#### [Task goal]
Check every line of the material for the word "into". Copy those that have it.

#### [Listed records]
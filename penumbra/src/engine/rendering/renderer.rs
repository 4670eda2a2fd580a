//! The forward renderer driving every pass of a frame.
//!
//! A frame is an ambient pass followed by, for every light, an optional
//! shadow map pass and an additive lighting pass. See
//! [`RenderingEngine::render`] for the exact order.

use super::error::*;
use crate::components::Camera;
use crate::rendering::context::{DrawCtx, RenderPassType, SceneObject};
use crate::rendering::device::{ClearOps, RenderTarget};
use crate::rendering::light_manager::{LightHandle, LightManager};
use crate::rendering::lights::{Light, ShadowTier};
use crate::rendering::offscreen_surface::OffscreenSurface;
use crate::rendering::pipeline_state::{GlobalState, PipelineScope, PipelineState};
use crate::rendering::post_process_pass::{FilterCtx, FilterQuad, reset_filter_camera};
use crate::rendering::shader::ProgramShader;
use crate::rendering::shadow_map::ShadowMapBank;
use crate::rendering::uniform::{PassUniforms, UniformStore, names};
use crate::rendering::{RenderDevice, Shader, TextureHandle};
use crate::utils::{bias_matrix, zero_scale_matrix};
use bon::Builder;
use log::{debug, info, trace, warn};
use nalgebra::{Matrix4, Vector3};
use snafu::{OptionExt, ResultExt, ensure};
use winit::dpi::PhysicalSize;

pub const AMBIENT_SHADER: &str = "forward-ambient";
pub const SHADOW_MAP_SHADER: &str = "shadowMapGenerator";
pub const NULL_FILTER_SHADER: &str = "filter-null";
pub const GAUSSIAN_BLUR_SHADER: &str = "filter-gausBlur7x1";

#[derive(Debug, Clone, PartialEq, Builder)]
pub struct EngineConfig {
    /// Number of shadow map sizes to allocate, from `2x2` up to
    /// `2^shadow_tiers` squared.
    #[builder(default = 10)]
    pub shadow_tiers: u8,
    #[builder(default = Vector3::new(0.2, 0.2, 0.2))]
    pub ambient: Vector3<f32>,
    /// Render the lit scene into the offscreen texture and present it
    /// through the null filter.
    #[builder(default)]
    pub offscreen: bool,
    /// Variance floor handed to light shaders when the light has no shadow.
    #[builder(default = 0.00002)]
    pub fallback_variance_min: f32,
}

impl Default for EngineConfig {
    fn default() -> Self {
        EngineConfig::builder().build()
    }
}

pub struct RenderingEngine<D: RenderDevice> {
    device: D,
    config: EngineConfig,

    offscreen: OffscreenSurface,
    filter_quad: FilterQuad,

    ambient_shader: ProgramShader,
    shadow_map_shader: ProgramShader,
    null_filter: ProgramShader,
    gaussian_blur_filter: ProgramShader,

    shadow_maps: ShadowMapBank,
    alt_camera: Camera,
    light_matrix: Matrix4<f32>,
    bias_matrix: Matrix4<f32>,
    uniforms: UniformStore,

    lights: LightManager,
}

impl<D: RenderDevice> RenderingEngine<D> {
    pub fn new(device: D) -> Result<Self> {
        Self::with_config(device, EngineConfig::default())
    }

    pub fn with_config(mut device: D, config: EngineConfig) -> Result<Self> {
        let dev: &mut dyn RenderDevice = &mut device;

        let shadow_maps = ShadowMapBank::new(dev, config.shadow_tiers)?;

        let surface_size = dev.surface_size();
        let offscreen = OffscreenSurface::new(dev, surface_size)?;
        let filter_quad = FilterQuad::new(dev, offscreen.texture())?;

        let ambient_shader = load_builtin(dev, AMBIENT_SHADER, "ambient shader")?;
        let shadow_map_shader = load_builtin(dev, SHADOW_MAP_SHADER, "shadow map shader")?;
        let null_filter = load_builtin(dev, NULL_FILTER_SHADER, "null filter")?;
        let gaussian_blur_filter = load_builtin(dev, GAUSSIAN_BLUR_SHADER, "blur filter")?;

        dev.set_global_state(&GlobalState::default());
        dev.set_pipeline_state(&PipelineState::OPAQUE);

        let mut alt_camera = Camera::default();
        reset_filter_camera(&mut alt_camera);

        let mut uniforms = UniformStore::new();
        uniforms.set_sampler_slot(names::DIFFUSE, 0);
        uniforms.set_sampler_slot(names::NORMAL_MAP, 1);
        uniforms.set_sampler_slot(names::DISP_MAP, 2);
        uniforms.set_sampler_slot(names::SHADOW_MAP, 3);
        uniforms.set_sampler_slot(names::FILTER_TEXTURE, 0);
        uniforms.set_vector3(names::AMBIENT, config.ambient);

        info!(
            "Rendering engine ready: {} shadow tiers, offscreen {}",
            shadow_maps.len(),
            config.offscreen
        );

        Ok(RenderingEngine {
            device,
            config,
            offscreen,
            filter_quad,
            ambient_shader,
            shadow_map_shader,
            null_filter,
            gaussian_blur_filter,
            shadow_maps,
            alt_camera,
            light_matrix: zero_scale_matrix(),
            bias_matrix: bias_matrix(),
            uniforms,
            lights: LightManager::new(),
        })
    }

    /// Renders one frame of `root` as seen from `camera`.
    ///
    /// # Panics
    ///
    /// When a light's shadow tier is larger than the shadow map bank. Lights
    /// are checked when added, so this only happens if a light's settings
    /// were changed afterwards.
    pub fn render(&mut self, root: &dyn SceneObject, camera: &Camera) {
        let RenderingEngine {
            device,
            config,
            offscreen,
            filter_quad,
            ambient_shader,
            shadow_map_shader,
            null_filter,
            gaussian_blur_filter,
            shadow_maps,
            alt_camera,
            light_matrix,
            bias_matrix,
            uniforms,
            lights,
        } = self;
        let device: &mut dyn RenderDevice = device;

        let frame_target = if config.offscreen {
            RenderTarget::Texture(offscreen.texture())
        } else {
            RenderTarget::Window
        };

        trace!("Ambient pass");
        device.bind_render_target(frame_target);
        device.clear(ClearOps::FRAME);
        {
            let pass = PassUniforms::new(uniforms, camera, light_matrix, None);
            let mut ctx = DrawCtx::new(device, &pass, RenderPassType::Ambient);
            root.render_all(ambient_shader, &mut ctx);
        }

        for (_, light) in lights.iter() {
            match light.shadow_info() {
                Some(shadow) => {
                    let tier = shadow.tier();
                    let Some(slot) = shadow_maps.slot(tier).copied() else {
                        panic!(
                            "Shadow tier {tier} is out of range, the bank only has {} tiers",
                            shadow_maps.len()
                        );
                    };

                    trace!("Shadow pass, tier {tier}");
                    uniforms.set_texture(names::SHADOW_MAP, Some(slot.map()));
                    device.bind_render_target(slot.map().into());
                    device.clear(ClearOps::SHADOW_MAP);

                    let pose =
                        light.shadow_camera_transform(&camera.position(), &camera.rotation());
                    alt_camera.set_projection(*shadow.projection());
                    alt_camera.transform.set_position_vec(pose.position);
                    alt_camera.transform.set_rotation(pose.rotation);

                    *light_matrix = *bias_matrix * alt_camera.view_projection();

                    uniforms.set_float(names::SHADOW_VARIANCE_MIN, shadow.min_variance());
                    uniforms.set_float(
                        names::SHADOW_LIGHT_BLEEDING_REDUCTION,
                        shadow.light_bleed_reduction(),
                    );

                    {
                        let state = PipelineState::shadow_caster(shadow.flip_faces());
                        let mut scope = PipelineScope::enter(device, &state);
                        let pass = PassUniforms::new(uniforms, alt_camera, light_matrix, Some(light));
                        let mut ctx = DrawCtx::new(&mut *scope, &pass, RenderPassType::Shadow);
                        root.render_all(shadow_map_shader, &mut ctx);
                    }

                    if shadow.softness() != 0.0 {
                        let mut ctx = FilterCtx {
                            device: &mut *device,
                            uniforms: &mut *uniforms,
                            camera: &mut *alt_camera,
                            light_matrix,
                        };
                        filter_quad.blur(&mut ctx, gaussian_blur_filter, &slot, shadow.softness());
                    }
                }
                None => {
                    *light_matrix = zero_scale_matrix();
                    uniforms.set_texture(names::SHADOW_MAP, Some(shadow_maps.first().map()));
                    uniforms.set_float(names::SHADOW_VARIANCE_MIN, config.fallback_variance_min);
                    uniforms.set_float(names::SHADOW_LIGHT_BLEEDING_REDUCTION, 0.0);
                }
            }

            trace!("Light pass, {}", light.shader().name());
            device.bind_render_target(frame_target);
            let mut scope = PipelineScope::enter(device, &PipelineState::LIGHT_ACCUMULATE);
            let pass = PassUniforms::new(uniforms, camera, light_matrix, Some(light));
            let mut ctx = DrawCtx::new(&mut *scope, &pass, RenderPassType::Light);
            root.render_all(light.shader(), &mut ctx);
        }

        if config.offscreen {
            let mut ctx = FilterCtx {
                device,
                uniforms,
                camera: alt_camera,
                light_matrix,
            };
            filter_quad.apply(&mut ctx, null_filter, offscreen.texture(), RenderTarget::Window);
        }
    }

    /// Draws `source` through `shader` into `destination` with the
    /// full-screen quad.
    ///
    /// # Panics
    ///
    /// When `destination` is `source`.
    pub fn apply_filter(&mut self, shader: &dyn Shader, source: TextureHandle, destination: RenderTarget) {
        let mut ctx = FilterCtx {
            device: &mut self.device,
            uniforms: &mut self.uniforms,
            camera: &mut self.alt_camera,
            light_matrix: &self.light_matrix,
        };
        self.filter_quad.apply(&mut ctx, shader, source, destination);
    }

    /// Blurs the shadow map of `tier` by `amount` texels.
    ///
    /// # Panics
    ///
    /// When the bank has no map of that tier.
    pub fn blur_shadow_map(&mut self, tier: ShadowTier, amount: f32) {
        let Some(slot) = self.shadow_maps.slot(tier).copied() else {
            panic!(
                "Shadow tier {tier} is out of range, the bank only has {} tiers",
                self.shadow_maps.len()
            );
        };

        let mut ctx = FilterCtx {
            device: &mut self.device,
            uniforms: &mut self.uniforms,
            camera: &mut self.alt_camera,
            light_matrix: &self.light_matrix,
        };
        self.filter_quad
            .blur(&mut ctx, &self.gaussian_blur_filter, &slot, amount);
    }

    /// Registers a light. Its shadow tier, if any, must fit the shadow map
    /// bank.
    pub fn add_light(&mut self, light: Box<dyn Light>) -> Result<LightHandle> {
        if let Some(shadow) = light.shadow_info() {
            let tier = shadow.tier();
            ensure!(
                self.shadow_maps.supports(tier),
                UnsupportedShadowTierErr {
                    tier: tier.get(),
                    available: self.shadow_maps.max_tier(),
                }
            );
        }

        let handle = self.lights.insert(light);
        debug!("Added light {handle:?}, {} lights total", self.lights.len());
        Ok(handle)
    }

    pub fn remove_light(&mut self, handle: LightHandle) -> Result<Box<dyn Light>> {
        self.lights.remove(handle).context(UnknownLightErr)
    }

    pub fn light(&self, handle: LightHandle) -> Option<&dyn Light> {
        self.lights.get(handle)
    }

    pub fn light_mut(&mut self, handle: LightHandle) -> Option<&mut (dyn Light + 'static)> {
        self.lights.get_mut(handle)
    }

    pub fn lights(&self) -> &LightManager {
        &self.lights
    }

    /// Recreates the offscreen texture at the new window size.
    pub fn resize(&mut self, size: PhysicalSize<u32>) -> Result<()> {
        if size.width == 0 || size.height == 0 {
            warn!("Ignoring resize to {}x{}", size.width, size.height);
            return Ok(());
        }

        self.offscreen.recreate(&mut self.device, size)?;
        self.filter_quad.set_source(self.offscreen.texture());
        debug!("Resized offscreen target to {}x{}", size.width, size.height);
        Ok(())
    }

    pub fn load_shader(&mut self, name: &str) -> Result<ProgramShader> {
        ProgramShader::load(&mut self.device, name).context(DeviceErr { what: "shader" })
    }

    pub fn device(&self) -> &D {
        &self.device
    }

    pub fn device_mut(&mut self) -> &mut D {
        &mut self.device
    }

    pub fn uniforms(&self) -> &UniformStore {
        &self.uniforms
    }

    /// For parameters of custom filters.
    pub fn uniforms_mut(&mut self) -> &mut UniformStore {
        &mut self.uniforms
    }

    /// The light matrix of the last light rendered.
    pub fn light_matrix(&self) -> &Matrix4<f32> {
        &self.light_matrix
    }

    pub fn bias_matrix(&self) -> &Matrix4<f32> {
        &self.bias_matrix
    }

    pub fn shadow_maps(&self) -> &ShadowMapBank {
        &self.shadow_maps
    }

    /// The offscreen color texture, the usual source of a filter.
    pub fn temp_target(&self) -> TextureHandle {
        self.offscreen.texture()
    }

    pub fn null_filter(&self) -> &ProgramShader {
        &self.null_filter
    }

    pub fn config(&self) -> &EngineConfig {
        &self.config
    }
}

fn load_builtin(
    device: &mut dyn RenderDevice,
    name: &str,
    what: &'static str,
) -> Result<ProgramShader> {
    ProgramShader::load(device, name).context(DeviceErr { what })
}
--
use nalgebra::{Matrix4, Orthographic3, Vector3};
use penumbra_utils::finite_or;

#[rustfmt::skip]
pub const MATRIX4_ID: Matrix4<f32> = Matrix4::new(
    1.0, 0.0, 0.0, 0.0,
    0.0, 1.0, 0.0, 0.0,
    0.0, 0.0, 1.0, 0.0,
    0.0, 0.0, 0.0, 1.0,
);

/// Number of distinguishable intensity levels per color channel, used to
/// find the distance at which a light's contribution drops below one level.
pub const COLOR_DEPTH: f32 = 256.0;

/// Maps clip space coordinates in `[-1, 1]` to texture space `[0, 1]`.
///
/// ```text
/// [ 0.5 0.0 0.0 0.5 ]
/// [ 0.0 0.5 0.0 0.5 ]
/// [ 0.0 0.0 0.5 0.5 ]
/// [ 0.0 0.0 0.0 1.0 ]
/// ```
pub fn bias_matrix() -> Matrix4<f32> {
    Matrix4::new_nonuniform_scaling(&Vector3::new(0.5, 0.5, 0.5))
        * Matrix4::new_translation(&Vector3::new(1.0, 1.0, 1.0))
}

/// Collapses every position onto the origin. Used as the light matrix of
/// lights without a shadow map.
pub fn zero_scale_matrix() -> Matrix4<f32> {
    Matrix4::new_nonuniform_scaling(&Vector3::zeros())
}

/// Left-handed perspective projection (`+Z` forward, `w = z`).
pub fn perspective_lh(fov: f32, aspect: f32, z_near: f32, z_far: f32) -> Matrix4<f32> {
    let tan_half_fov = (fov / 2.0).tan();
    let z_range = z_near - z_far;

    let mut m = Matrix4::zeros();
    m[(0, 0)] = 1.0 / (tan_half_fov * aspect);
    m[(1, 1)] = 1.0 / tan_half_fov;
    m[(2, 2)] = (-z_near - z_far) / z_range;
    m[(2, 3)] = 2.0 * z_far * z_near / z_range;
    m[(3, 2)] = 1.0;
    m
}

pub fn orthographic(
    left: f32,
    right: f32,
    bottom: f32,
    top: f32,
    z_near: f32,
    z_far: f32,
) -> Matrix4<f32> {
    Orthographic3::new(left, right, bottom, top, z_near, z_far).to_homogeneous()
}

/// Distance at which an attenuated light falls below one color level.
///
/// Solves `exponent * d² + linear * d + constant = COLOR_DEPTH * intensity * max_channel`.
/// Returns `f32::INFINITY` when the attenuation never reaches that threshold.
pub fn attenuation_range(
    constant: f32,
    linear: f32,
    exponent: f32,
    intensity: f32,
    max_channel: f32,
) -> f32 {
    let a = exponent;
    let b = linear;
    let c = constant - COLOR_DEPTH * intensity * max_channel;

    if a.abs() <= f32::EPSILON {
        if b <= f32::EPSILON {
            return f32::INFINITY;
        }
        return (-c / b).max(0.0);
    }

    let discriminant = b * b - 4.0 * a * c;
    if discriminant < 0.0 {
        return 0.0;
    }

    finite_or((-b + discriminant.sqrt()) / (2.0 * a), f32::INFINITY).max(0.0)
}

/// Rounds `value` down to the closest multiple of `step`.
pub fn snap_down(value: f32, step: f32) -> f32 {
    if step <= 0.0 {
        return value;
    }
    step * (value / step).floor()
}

#### [Result of the exercise]
    /// Render the lit scene into the offscreen texture and present it
                    device.bind_render_target(slot.map().into());
    /// Draws `source` through `shader` into `destination` with the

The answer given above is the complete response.